The story begins with Puzzle the donkey and Shift the ape sitting around a pool. A lion skin flies into the pool and Shift tells Puzzle to wear it and pretend that he is Aslan so Narnian’s would listen to his every command. Shift manipulates Puzzle into wearing the suit and pretending to be Aslan. Puzzle is a prime example of the type of idol that the bible warns us against. “You shall not make for yourself an idol in the form of anything in heaven above or on the earth beneath” (Exodus 20:4)

The story continues, but the really interesting connections do not come until the end. Characters from the previous books begin returning to Narnia. The final chapters of this book are almost identical to the final chapters in Revelations in the bible. In the story, Peter is told to lock the door to the old Narnia behind the group as they venture forward with a key that he was given. The bible has a similar idea. “Then I saw an angel come down from heaven, holding in his hand the key to the abyss … he seized the dragon, the ancient serphant, which is the Devil or Satan, and tied it up for a thousand years and threw it into the abyss, which he locked over it and sealed, so that it could no longer lead the nations astray,” (Revelation 20:1) Peter plays the part of the angel and they both lock up the evils of the past as they move forward to a better future.

Narnia collapsed and was destroyed as it became nothing more than deserted land. Water crashed over the land and covered the area that was once the beloved Narnia in front of Aslan, just as “the earth and sky fled from his presence” in the bible. (Revelation 20:11) Aslan sat at the edge of this deserted area and all of the characters and creatures from Narnia, living and dead, ran to him to be judged and see if they would be sent to his left to disappear in his shadow forever or separated to his right to continue further up and further in. The bible reads, “I saw the dead, the great and the lowly, standing before the throne, and scrolls were opened. Then another scroll was opened, the book of life.” (Revelation 20:12) The book of life is how their fate was decided just as looking into Aslan’s face was how Narnian’s fates were decided.

The characters followed through until they found themselves in a new Narnia.
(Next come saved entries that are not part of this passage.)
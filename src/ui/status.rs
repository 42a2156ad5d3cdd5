//! Bottom bar: key hints and transient messages

use ratatui::{prelude::*, widgets::Paragraph};

use crate::app::App;
use crate::models::Focus;
use crate::theme::{get_pulse_color, BG_PRIMARY, CYAN_DIM, CYAN_PRIMARY, GREEN_ACTIVE, RED_ERROR};

/// Key hints for the current context
fn hints(app: &App) -> &'static str {
    if app.controller.pending().is_some() {
        " ↑↓: Choisir | Entrée: Valider | Échap: Annuler "
    } else if app.ai_dialog.is_some() {
        " Entrée: Générer | Tab: Champ | Échap: Fermer "
    } else if app.controller.dragging().is_some() {
        " ↑↓: Cible | Entrée: Déposer | Échap: Annuler "
    } else {
        match app.focus {
            Focus::Palette => {
                " Entrée: Prendre | Tab: Panneau | c: Convertir | r: Recommencer | y: Copier | g: IA | q: Quitter "
            }
            Focus::Board => {
                " Espace: Déplacer | e: Modifier | d: Supprimer | c: Convertir | y: Copier | q: Quitter "
            }
            Focus::Notes => " Saisie libre | Ctrl-L: Effacer | Échap/Tab: Quitter les notes ",
        }
    }
}

pub fn render_status_bar(area: Rect, app: &App, frame: &mut Frame) {
    let mut spans = Vec::new();

    if app.generating {
        spans.push(Span::styled(
            " ● IA ",
            Style::default()
                .fg(get_pulse_color(app.animation_tick, GREEN_ACTIVE, BG_PRIMARY))
                .bg(CYAN_DIM),
        ));
    }

    match &app.status {
        Some(status) => {
            let color = if status.is_error { RED_ERROR } else { CYAN_PRIMARY };
            spans.push(Span::styled(
                format!(" {} ", status.text),
                Style::default().fg(Color::Black).bg(color),
            ));
        }
        None => spans.push(Span::styled(
            format!("[{}]{}", app.focus.label(), hints(app)),
            Style::default().fg(Color::Black).bg(CYAN_PRIMARY),
        )),
    }

    frame.render_widget(
        Paragraph::new(Line::from(spans)).style(Style::default().bg(CYAN_PRIMARY)),
        area,
    );
}
//! Note compiler: turns the ordered board into the designer brief.

use crate::models::catalog::INTRO_TYPE;
use crate::models::PlacedCard;

/// Compile cards into the numbered brief.
///
/// The intro card contributes its trimmed note text unnumbered; every other
/// card becomes `STRATE {n} : {label}` followed by its trimmed note text, with
/// `n` counting from 1 over non-intro cards only. Blocks are separated by a
/// blank line and empty blocks are dropped.
pub fn compile(cards: &[PlacedCard]) -> String {
    let mut counter = 0;
    cards
        .iter()
        .map(|card| {
            if card.card_type == INTRO_TYPE {
                return card.note_text.trim().to_string();
            }
            counter += 1;
            format!("STRATE {} : {}\n{}", counter, card.label, card.note_text.trim())
        })
        .filter(|block| !block.is_empty())
        .collect::<Vec<_>>()
        .join("\n\n")
}

#[cfg(test)]
mod tests {
    use super::*;
    use crate::models::catalog::CardType;

    fn card(card_type: CardType, label: &str, note_text: &str) -> PlacedCard {
        PlacedCard {
            id: format!("{}-{}", card_type, label),
            card_type,
            label: label.to_string(),
            variant: None,
            note_text: note_text.to_string(),
        }
    }

    #[test]
    fn test_compile_empty() {
        assert_eq!(compile(&[]), "");
    }

    #[test]
    fn test_compile_intro_unnumbered() {
        let cards = vec![
            card(CardType::Diaporama, "Diaporama slogan", "  Diaporama slogan\nPhoto pleine largeur \n"),
            card(CardType::Texte, "A", "Texte A"),
            card(CardType::Avis, "B", "\nAvis x3"),
            card(CardType::Logos, "C", "Logos x10"),
        ];
        assert_eq!(
            compile(&cards),
            "Diaporama slogan\nPhoto pleine largeur\n\n\
             STRATE 1 : A\nTexte A\n\n\
             STRATE 2 : B\nAvis x3\n\n\
             STRATE 3 : C\nLogos x10"
        );
    }

    #[test]
    fn test_compile_intro_anywhere_does_not_count() {
        let cards = vec![
            card(CardType::Texte, "A", "a"),
            card(CardType::Diaporama, "Intro", "intro"),
            card(CardType::Texte, "B", "b"),
        ];
        assert_eq!(compile(&cards), "STRATE 1 : A\na\n\nintro\n\nSTRATE 2 : B\nb");
    }

    #[test]
    fn test_compile_skips_empty_intro() {
        let cards = vec![
            card(CardType::Diaporama, "Intro", "   "),
            card(CardType::Video, "Vidéo", ""),
        ];
        assert_eq!(compile(&cards), "STRATE 1 : Vidéo\n");
    }

    #[test]
    fn test_compile_is_deterministic() {
        let cards = vec![
            card(CardType::Diaporama, "Intro", "intro"),
            card(CardType::Encarts, "Encarts", "Encart x3"),
        ];
        assert_eq!(compile(&cards), compile(&cards.clone()));
    }
}
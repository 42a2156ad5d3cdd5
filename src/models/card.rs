//! Cards placed on the board

use serde::{Deserialize, Serialize};

use super::catalog::{self, CardDefinition, CardType};

/// A card instance in the ordered working list
#[derive(Debug, Clone, PartialEq, Eq, Serialize)]
#[serde(rename_all = "camelCase")]
pub struct PlacedCard {
    pub id: String,
    #[serde(rename = "type")]
    pub card_type: CardType,
    pub label: String,
    #[serde(rename = "subtype")]
    pub variant: Option<String>,
    #[serde(rename = "noteContent")]
    pub note_text: String,
}

impl PlacedCard {
    /// Catalog definition of this card's type (none for types outside the palette)
    pub fn definition(&self) -> Option<&'static CardDefinition> {
        catalog::definition(self.card_type)
    }

    /// Label of the current variant as declared in the catalog
    pub fn variant_label(&self) -> Option<&'static str> {
        let value = self.variant.as_deref()?;
        self.definition()?.variant(value).map(|v| v.label)
    }
}

/// A card as proposed by a structure generator, before it gets an id.
/// Field names follow the generator's JSON response.
#[derive(Debug, Clone, PartialEq, Eq, Serialize, Deserialize)]
#[serde(rename_all = "camelCase")]
pub struct ProposedCard {
    #[serde(rename = "type")]
    pub card_type: CardType,
    pub label: String,
    #[serde(default)]
    pub subtype: Option<String>,
    pub note_content: String,
}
All realized that everything was more beautiful there. They saw England within England and could see Professor Kirke’s old house and even their parents. Again, the similarity is astounding. “Then I saw a new heaven and a new earth. The former heaven and the former earth had passed away, and the sea was no more.” (Revelation 21:1)

They felt young again, as if they were children and could run around and do anything. They attempted to run to their parents, when Aslan appeared in front of them. Lucy voices concern about returning to their real worlds, and Aslan tells them that they are dead and can stay forever. He then turns from a Lion into a greater and more beautiful form. The children move westward and come to a new Narnia where they climb a high mountain and find a golden bridge. They continue through and many familiar faces from Narnia watch them as they travel further up and further in.

In a section titled, The New Jerusalem, another comparison is formed. “He took me in spirit to a great, high mountain and showed me the holy city of Jerusalem coming down out of heaven from God.” (Revelation 21:9) In both cases they are traveling to the gates of heaven where they will enter and spend eternity.

The religious symbolism throughout the chronicles is astounding. Lewis found a way to teach children tales from the Bible through fantasy and epic storytelling. The books have held through time and were found to be classics in children’s literature. The idea that the children passed from today’s world into a world when these issues were happening is both creative and impressive. Lewis created a way for children today to relate to the biblical stories and learn them without even realizing that they are doing it.

Works Cited

Lewis, C.S. The Last Battle. Macmillan Publishing. New York. 1956.

Lewis, C.S. The Lion, The Witch, and the Wardrobe. Macmillan Publishing. New York. 1950.

Lewis, C.S. The Magician’s Nephew. Macmillan Publishing. New York. 1955.

The New American Bible Saint Joseph, ed. Catholic Book Publishing, New York, 1970.